The book's job, in the broadest sense, is to get him to stop saying that.
The problem is that you can't talk a man out of a sentence he's been using since he was fourteen. Not through argument. Not through flattery. Certainly not peril. Jake is fully prepared to be expendable and will quote the reasoning if you ask. The sentence has load-bearing walls. You can't just remove it.
What you can do is put him somewhere the sentence doesn't work.
Arne Lindh is the somewhere.
Arne is an agricultural elder in the cluster of households that took Jake's ship in for quarantine on New Canaan. He is ninety-five years old in a society where ninety-five is a working age. His hands are calloused in a way Jake recognizes before anything else about him. He moves slowly, deliberately. His body could still hurry if he asked it to. He is a farmer, and on New Canaan, being a farmer is not the thing it is in Brown County, Kansas in 2029.
On the morning Jake and Arne meet, Arne asks him a professional question. What Jake was doing with a pressure differential across an irrigation valve at the Henderson place, and whether it ever resolved. Arne isn't making small talk. He wants to know because he has an irrigation problem of his own and has heard, from someone, that the stranger quarantined in the medical wing is a man who fixes things.
Jake doesn't know what to do with the question at first. Nobody has ever asked it of him like that. In Kansas, when a farmer talks to a farmhand about a pump, there's a status gradient in the conversation. Tilted only slightly. Tilted. Arne's question has no slope in it. Arne is asking as one person to another person, about a shared problem.
Jake answers. He answers well. Arne nods. Arne says something like I thought that might be it, and walks away to try something.
That is the first crack in the sentence.
Arne is an ally-as-partial-opponent, the structural shape you borrow from Truby. He's on Jake's side. He wants good things for him. Without meaning to, he also dismantles the whole foundation Jake has built his self-description on. In a community where farmers are respected, just a farmhand stops being a put-down. It stops being anything.
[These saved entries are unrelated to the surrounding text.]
//! Login, registration, and session refresh against `auth/*`.
//!
//! SYSTEM CONTEXT
//! ==============
//! Login is the only place a session is created: the returned credentials
//! and user record are written to the credential store and the access
//! credential is attached to the shared client context. Logout is local;
//! the backend keeps no server-side session to end.

use reqwest::Method;
use serde::{Deserialize, Serialize};
use serde_json::Value;

use crate::credentials::{Session, UserRecord};
use crate::error::{ApiError, AuthError};
use crate::http::{ApiClient, SessionEvent};

#[derive(Debug, Clone, PartialEq, Eq, Serialize)]
pub struct LoginRequest {
    pub username: String,
    pub password: String,
}

#[derive(Debug, Clone, PartialEq, Deserialize)]
pub struct LoginResponse {
    pub access_token: String,
    #[serde(default)]
    pub refresh_token: Option<String>,
    pub user: UserRecord,
}

#[derive(Debug, Clone, Default, PartialEq, Eq, Serialize)]
pub struct RegisterRequest {
    pub username: String,
    pub email: String,
    pub password: String,
    #[serde(skip_serializing_if = "Option::is_none")]
    pub first_name: Option<String>,
    #[serde(skip_serializing_if = "Option::is_none")]
    pub last_name: Option<String>,
    #[serde(skip_serializing_if = "Option::is_none")]
    pub role: Option<String>,
    #[serde(skip_serializing_if = "Option::is_none")]
    pub orcid_id: Option<String>,
}

#[derive(Debug, Clone, PartialEq, Deserialize)]
pub struct RegisterResponse {
    #[serde(default)]
    pub message: Option<String>,
    pub user: UserRecord,
}

#[derive(Deserialize)]
struct RefreshResponse {
    access_token: String,
}

#[derive(Deserialize)]
struct MeResponse {
    user: UserRecord,
}

#[derive(Debug, Clone)]
pub struct AuthService {
    client: ApiClient,
}

impl AuthService {
    #[must_use]
    pub fn new(client: ApiClient) -> Self {
        Self { client }
    }

    /// Exchange username/password for a session and make it current.
    ///
    /// # Errors
    ///
    /// Returns [`AuthError::Login`] with the backend message when present.
    pub async fn login(&self, credentials: &LoginRequest) -> Result<Session, AuthError> {
        let body = serde_json::to_value(credentials).map_err(|e| AuthError::Login(ApiError::InvalidRequest(e.to_string())))?;
        let response = self
            .client
            .request(Method::POST, "auth/login", Some(body), &[])
            .await
            .map_err(AuthError::Login)?;
        let response: LoginResponse = decode(response).map_err(AuthError::Login)?;

        let session = Session {
            access_token: response.access_token,
            refresh_token: response.refresh_token,
            user: response.user,
        };
        self.client.credentials().save_session(&session)?;
        self.client.set_credential(&session.access_token)?;
        tracing::info!(user = %session.user.label(), "logged in");
        Ok(session)
    }

    /// # Errors
    ///
    /// Returns [`AuthError::Register`] with the backend message when present.
    pub async fn register(&self, request: &RegisterRequest) -> Result<RegisterResponse, AuthError> {
        let body = serde_json::to_value(request).map_err(|e| AuthError::Register(ApiError::InvalidRequest(e.to_string())))?;
        let response = self
            .client
            .request(Method::POST, "auth/register", Some(body), &[])
            .await
            .map_err(AuthError::Register)?;
        decode(response).map_err(AuthError::Register)
    }

    /// Trade the stored refresh credential for a new access credential.
    /// Only ever called explicitly; failed requests are never retried with it.
    ///
    /// # Errors
    ///
    /// Returns [`AuthError::MissingRefreshToken`] without a stored refresh
    /// credential, or [`AuthError::Refresh`] if the backend refuses it.
    pub async fn refresh(&self) -> Result<String, AuthError> {
        let refresh_token = self.client.credentials().refresh_token()?.ok_or(AuthError::MissingRefreshToken)?;
        let response = self
            .client
            .request_with_bearer(Method::POST, "auth/refresh", None, &[], Some(&refresh_token))
            .await
            .map_err(AuthError::Refresh)?;
        let response: RefreshResponse = decode(response).map_err(AuthError::Refresh)?;
        self.client.set_credential(&response.access_token)?;
        tracing::info!("access credential refreshed");
        Ok(response.access_token)
    }

    /// The user the backend associates with the current credential.
    ///
    /// # Errors
    ///
    /// Returns [`AuthError::CurrentUser`] on any request failure.
    pub async fn current_user(&self) -> Result<UserRecord, AuthError> {
        let response = self
            .client
            .request(Method::GET, "auth/me", None, &[])
            .await
            .map_err(AuthError::CurrentUser)?;
        let response: MeResponse = decode(response).map_err(AuthError::CurrentUser)?;
        Ok(response.user)
    }

    /// End the session locally. Idempotent.
    ///
    /// # Errors
    ///
    /// Returns an error if the stored session cannot be removed.
    pub fn logout(&self) -> Result<(), AuthError> {
        let was_authenticated = self.is_authenticated();
        self.client.clear_credential()?;
        self.client.credentials().clear()?;
        if was_authenticated {
            tracing::info!("logged out");
            self.client.emit(SessionEvent::LoggedOut);
        }
        Ok(())
    }

    #[must_use]
    pub fn is_authenticated(&self) -> bool {
        self.client.credentials().is_authenticated()
    }

    /// # Errors
    ///
    /// Returns an error if storage fails or the stored record is corrupt.
    pub fn stored_user(&self) -> Result<Option<UserRecord>, AuthError> {
        Ok(self.client.credentials().user()?)
    }
}

fn decode<T: serde::de::DeserializeOwned>(body: Value) -> Result<T, ApiError> {
    serde_json::from_value(body).map_err(|e| ApiError::Decode(e.to_string()))
}

#[cfg(test)]
#[path = "auth_test.rs"]
mod auth_test;
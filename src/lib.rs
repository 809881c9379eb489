//! # publications-client
//!
//! Client library for the academic-publication management REST backend.
//!
//! This crate contains the durable credential store, the bearer-authenticated
//! HTTP client context, the generic CRUD service with its per-entity bindings,
//! the auth service, and the navigation guard used by front ends (the `pubctl`
//! CLI in this repository) to decide where a user may go.

pub mod auth;
pub mod config;
pub mod credentials;
pub mod crud;
pub mod error;
pub mod guard;
pub mod http;
pub mod resources;
pub mod shell;
pub mod storage;

pub use auth::AuthService;
pub use config::ClientConfig;
pub use credentials::{CredentialStore, Session, UserRecord};
pub use crud::{CrudOp, CrudService, DeleteConfirmation, ListQuery, Page};
pub use error::{ApiError, AuthError, ConfigError, CrudError, StorageError};
pub use guard::{Navigation, NavigationGuard, Route, RouteMeta};
pub use http::{ApiClient, ReqwestTransport, SessionEvent, Transport};
pub use resources::{Country, Keyword, PublicationType, ResourceKind};
pub use shell::AppShell;
pub use storage::{FileStorage, MemoryStorage, Storage};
Jake can't hide behind a sentence that no longer means what he wants it to mean.
This is why Arne had to be a farmer.
I tried, in an earlier draft, making him a scientist. A grandfatherly scientist. It was fine. It was fine in the way a scene is fine when it accomplishes its stated purpose and nothing else. The problem was that a scientist being kind to Jake is just another credentialed person being condescending. Arne being kind to Jake is another farmer treating him as a farmer. That's what the book needs. The claim the book is making is that the knowledge Jake has is knowledge, full stop, and belongs in the same category as any other body of expertise.
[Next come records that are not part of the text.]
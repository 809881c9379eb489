use super::mock::{MockTransport, bearer_of, client_with};
use super::*;
use crate::credentials::{ACCESS_TOKEN_KEY, USER_KEY};
use serde_json::json;

#[tokio::test]
async fn request_joins_base_url_and_passes_query() {
    let transport = MockTransport::new();
    transport.respond(200, json!([]));
    let (client, _) = client_with(transport.clone());

    let params = vec![("search".to_owned(), "ec".to_owned())];
    let body = client.request(Method::GET, "countries", None, &params).await.unwrap();

    assert_eq!(body, json!([]));
    let sent = transport.last_request();
    assert_eq!(sent.url, "http://backend.test/api/countries");
    assert_eq!(sent.query, params);
    assert_eq!(bearer_of(&sent), None);
}

#[tokio::test]
async fn set_credential_attaches_bearer_and_persists() {
    let transport = MockTransport::new();
    let (client, storage) = client_with(transport.clone());

    client.set_credential("T").unwrap();
    client.request(Method::GET, "keywords", None, &[]).await.unwrap();

    assert_eq!(bearer_of(&transport.last_request()).as_deref(), Some("Bearer T"));
    assert_eq!(storage.get(ACCESS_TOKEN_KEY).unwrap().as_deref(), Some("T"));
}

#[tokio::test]
async fn clear_credential_removes_header_and_is_idempotent() {
    let transport = MockTransport::new();
    let (client, storage) = client_with(transport.clone());

    client.set_credential("T").unwrap();
    client.clear_credential().unwrap();
    client.clear_credential().unwrap();
    client.request(Method::GET, "keywords", None, &[]).await.unwrap();

    assert_eq!(bearer_of(&transport.last_request()), None);
    assert_eq!(storage.get(ACCESS_TOKEN_KEY).unwrap(), None);
}

#[tokio::test]
async fn stored_credential_seeds_new_client() {
    let transport = MockTransport::new();
    let storage = Arc::new(crate::storage::MemoryStorage::new());
    storage.set(ACCESS_TOKEN_KEY, "S").unwrap();
    let client = ApiClient::new(
        ClientConfig::new(super::mock::TEST_BASE_URL).unwrap(),
        transport.clone(),
        CredentialStore::new(storage),
    );

    client.request(Method::GET, "countries", None, &[]).await.unwrap();
    assert_eq!(bearer_of(&transport.last_request()).as_deref(), Some("Bearer S"));
}

#[tokio::test]
async fn unauthorized_clears_session_and_emits_once() {
    let transport = MockTransport::new();
    transport.respond(401, json!({ "msg": "Token has expired" }));
    transport.respond(401, json!({ "msg": "Token has expired" }));
    let (client, storage) = client_with(transport.clone());
    storage.set(USER_KEY, r#"{"id":1}"#).unwrap();
    storage.set("refresh_token", "R").unwrap();
    client.set_credential("T").unwrap();
    let mut events = client.subscribe();

    let first = client.request(Method::GET, "countries", None, &[]).await.unwrap_err();
    let second = client.request(Method::GET, "countries", None, &[]).await.unwrap_err();

    assert!(matches!(first, ApiError::Unauthorized { .. }));
    assert_eq!(first.to_string(), "Token has expired");
    assert!(matches!(second, ApiError::Unauthorized { .. }));
    assert_eq!(client.credential(), None);
    assert_eq!(storage.get(ACCESS_TOKEN_KEY).unwrap(), None);
    assert_eq!(storage.get(USER_KEY).unwrap(), None);
    assert_eq!(storage.get("refresh_token").unwrap(), None);

    assert_eq!(events.try_recv().unwrap(), SessionEvent::Invalidated);
    assert!(events.try_recv().is_err());
}

#[tokio::test]
async fn new_credential_rearms_invalidation() {
    let transport = MockTransport::new();
    transport.respond(401, Value::Null);
    transport.respond(401, Value::Null);
    let (client, _) = client_with(transport.clone());
    let mut events = client.subscribe();

    client.set_credential("A").unwrap();
    let _ = client.request(Method::GET, "countries", None, &[]).await;
    client.set_credential("B").unwrap();
    let _ = client.request(Method::GET, "countries", None, &[]).await;

    assert_eq!(events.try_recv().unwrap(), SessionEvent::Invalidated);
    assert_eq!(events.try_recv().unwrap(), SessionEvent::Invalidated);
}

#[tokio::test]
async fn backend_error_prefers_error_then_message_field() {
    let transport = MockTransport::new();
    transport.respond(400, json!({ "error": "Campo name es obligatorio", "message": "ignored" }));
    transport.respond(409, json!({ "message": "duplicate" }));
    transport.respond_raw(500, "<html>boom</html>");
    let (client, _) = client_with(transport.clone());

    let e1 = client.request(Method::POST, "keywords", Some(json!({})), &[]).await.unwrap_err();
    let e2 = client.request(Method::POST, "keywords", Some(json!({})), &[]).await.unwrap_err();
    let e3 = client.request(Method::POST, "keywords", Some(json!({})), &[]).await.unwrap_err();

    assert_eq!(e1.backend_message(), Some("Campo name es obligatorio"));
    assert_eq!(e1.status(), Some(400));
    assert_eq!(e2.backend_message(), Some("duplicate"));
    assert_eq!(e3.backend_message(), None);
    assert_eq!(e3.to_string(), "request failed with status 500");
    assert_eq!(transport.requests().len(), 3);
}

#[tokio::test]
async fn transport_failure_is_surfaced_without_touching_session() {
    let transport = MockTransport::new();
    transport.fail("connection refused");
    let (client, _) = client_with(transport.clone());
    client.set_credential("T").unwrap();

    let err = client.request(Method::GET, "countries", None, &[]).await.unwrap_err();
    assert!(matches!(err, ApiError::Transport(_)));
    assert_eq!(err.to_string(), "connection refused");
    assert_eq!(client.credential().as_deref(), Some("T"));
}

#[tokio::test]
async fn empty_success_body_decodes_as_null() {
    let transport = MockTransport::new();
    transport.respond_raw(204, "");
    let (client, _) = client_with(transport);
    let body = client.request(Method::DELETE, "countries/x", None, &[]).await.unwrap();
    assert_eq!(body, Value::Null);
}

#[tokio::test]
async fn non_json_success_body_is_decode_error() {
    let transport = MockTransport::new();
    transport.respond_raw(200, "ok");
    let (client, _) = client_with(transport);
    let err = client.request(Method::GET, "countries", None, &[]).await.unwrap_err();
    assert!(matches!(err, ApiError::Decode(_)));
}

/// Signs in again with "B" while the request made with the old credential
/// is in flight, then rejects that old request.
#[derive(Default)]
struct ReloginMidFlight {
    client: std::sync::OnceLock<ApiClient>,
}

#[async_trait::async_trait]
impl Transport for ReloginMidFlight {
    async fn send(&self, _request: HttpRequest) -> Result<HttpResponse, ApiError> {
        if let Some(client) = self.client.get() {
            client.set_credential("B").unwrap();
        }
        Ok(HttpResponse { status: 401, body: r#"{"msg":"Token has expired"}"#.to_owned() })
    }
}

#[tokio::test]
async fn late_unauthorized_keeps_newer_session() {
    let transport = std::sync::Arc::new(ReloginMidFlight::default());
    let (client, storage) = client_with(transport.clone());
    client.set_credential("A").unwrap();
    assert!(transport.client.set(client.clone()).is_ok());
    let mut events = client.subscribe();

    let err = client.request(Method::GET, "countries", None, &[]).await.unwrap_err();

    assert_eq!(err.status(), Some(401));
    assert_eq!(client.credential().as_deref(), Some("B"));
    assert_eq!(storage.get(ACCESS_TOKEN_KEY).unwrap().as_deref(), Some("B"));
    assert!(events.try_recv().is_err());
}
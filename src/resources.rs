//! Reference entities and their CRUD bindings.
//!
//! Each entity is a record type plus a one-line binding onto
//! [`CrudService`]. Field sets follow the backend models; ids are opaque
//! strings assigned by the backend.

use serde::{Deserialize, Serialize};

use crate::crud::CrudService;
use crate::http::ApiClient;

pub const COUNTRIES_PATH: &str = "countries";
pub const KEYWORDS_PATH: &str = "keywords";
pub const PUBLICATION_TYPES_PATH: &str = "publication-types";

// =============================================================================
// RECORDS
// =============================================================================

/// Bookkeeping columns every backend record carries.
#[derive(Debug, Clone, Default, PartialEq, Eq, Serialize, Deserialize)]
pub struct RecordMeta {
    #[serde(default, skip_serializing_if = "Option::is_none")]
    pub created_at: Option<String>,
    #[serde(default, skip_serializing_if = "Option::is_none")]
    pub updated_at: Option<String>,
    #[serde(default, skip_serializing_if = "Option::is_none")]
    pub is_active: Option<bool>,
}

#[derive(Debug, Clone, PartialEq, Eq, Serialize, Deserialize)]
pub struct Country {
    pub id: String,
    pub name: String,
    /// Two-letter country code, unique per backend.
    pub code: String,
    #[serde(flatten)]
    pub meta: RecordMeta,
}

#[derive(Debug, Clone, PartialEq, Eq, Serialize, Deserialize)]
pub struct NewCountry {
    pub name: String,
    pub code: String,
}

#[derive(Debug, Clone, PartialEq, Eq, Serialize, Deserialize)]
pub struct Keyword {
    pub id: String,
    pub name: String,
    #[serde(flatten)]
    pub meta: RecordMeta,
}

#[derive(Debug, Clone, PartialEq, Eq, Serialize, Deserialize)]
pub struct NewKeyword {
    pub name: String,
}

#[derive(Debug, Clone, PartialEq, Eq, Serialize, Deserialize)]
pub struct PublicationType {
    pub id: String,
    pub name: String,
    #[serde(default)]
    pub description: Option<String>,
    #[serde(flatten)]
    pub meta: RecordMeta,
}

#[derive(Debug, Clone, PartialEq, Eq, Serialize, Deserialize)]
pub struct NewPublicationType {
    pub name: String,
    #[serde(default, skip_serializing_if = "Option::is_none")]
    pub description: Option<String>,
}

// =============================================================================
// BINDINGS
// =============================================================================

#[must_use]
pub fn countries(client: &ApiClient) -> CrudService<Country> {
    CrudService::new(client.clone(), COUNTRIES_PATH)
}

#[must_use]
pub fn keywords(client: &ApiClient) -> CrudService<Keyword> {
    CrudService::new(client.clone(), KEYWORDS_PATH)
}

#[must_use]
pub fn publication_types(client: &ApiClient) -> CrudService<PublicationType> {
    CrudService::new(client.clone(), PUBLICATION_TYPES_PATH)
}

/// The collections this client manages, for callers that work untyped.
#[derive(Debug, Clone, Copy, PartialEq, Eq)]
pub enum ResourceKind {
    Countries,
    Keywords,
    PublicationTypes,
}

impl ResourceKind {
    pub const ALL: [Self; 3] = [Self::Countries, Self::Keywords, Self::PublicationTypes];

    #[must_use]
    pub fn path(self) -> &'static str {
        match self {
            Self::Countries => COUNTRIES_PATH,
            Self::Keywords => KEYWORDS_PATH,
            Self::PublicationTypes => PUBLICATION_TYPES_PATH,
        }
    }

    /// Untyped service over this collection.
    #[must_use]
    pub fn service(self, client: &ApiClient) -> CrudService {
        CrudService::new(client.clone(), self.path())
    }

    #[must_use]
    pub fn from_path(path: &str) -> Option<Self> {
        let path = path.trim_matches('/');
        Self::ALL.into_iter().find(|kind| kind.path() == path)
    }
}

#[cfg(test)]
#[path = "resources_test.rs"]
mod resources_test;
use axum::{
    Router,
    routing::{delete, get, post},
};
use tower_http::trace::TraceLayer;

use crate::modules::time_log::adapters::inbound::http;
use crate::shell::state::AppState;

pub fn router(state: AppState) -> Router {
    Router::new()
        .route("/entries", post(http::insert_entry).get(http::list_entries))
        .route("/entries/{id}", delete(http::remove_entry))
        .route("/undo", post(http::undo))
        .route("/summary", get(http::summary))
        .layer(TraceLayer::new_for_http())
        .with_state(state)
}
Arne is also a Nolan mirror. Nolan is Jake's father, dead before the book begins, who loved him but couldn't quite say so. Arne can. Arne does. Not with speeches. With a hand on the back of the chair he has saved for Jake at dinner, with the professional question, with the silent squeeze on the shoulder the night things have gone badly.
What Jake gets from Arne is not a new identity. It is the experience, for the first time, of being addressed as if his current one were enough. That turns out to be one of the very few things in the book Jake cannot explain away.
When Jake leaves New Canaan, Arne is the first person in the farewell sequence. That was a late-stage structural decision, and it is one of the very few I feel certain about. Arne goes first because he is the quietest of the losses, and because putting him first tells the reader what the rest of the farewell is going to cost.
You will meet him properly in Chapter 16. I hope, by Chapter 23, you'll miss him the way Jake does.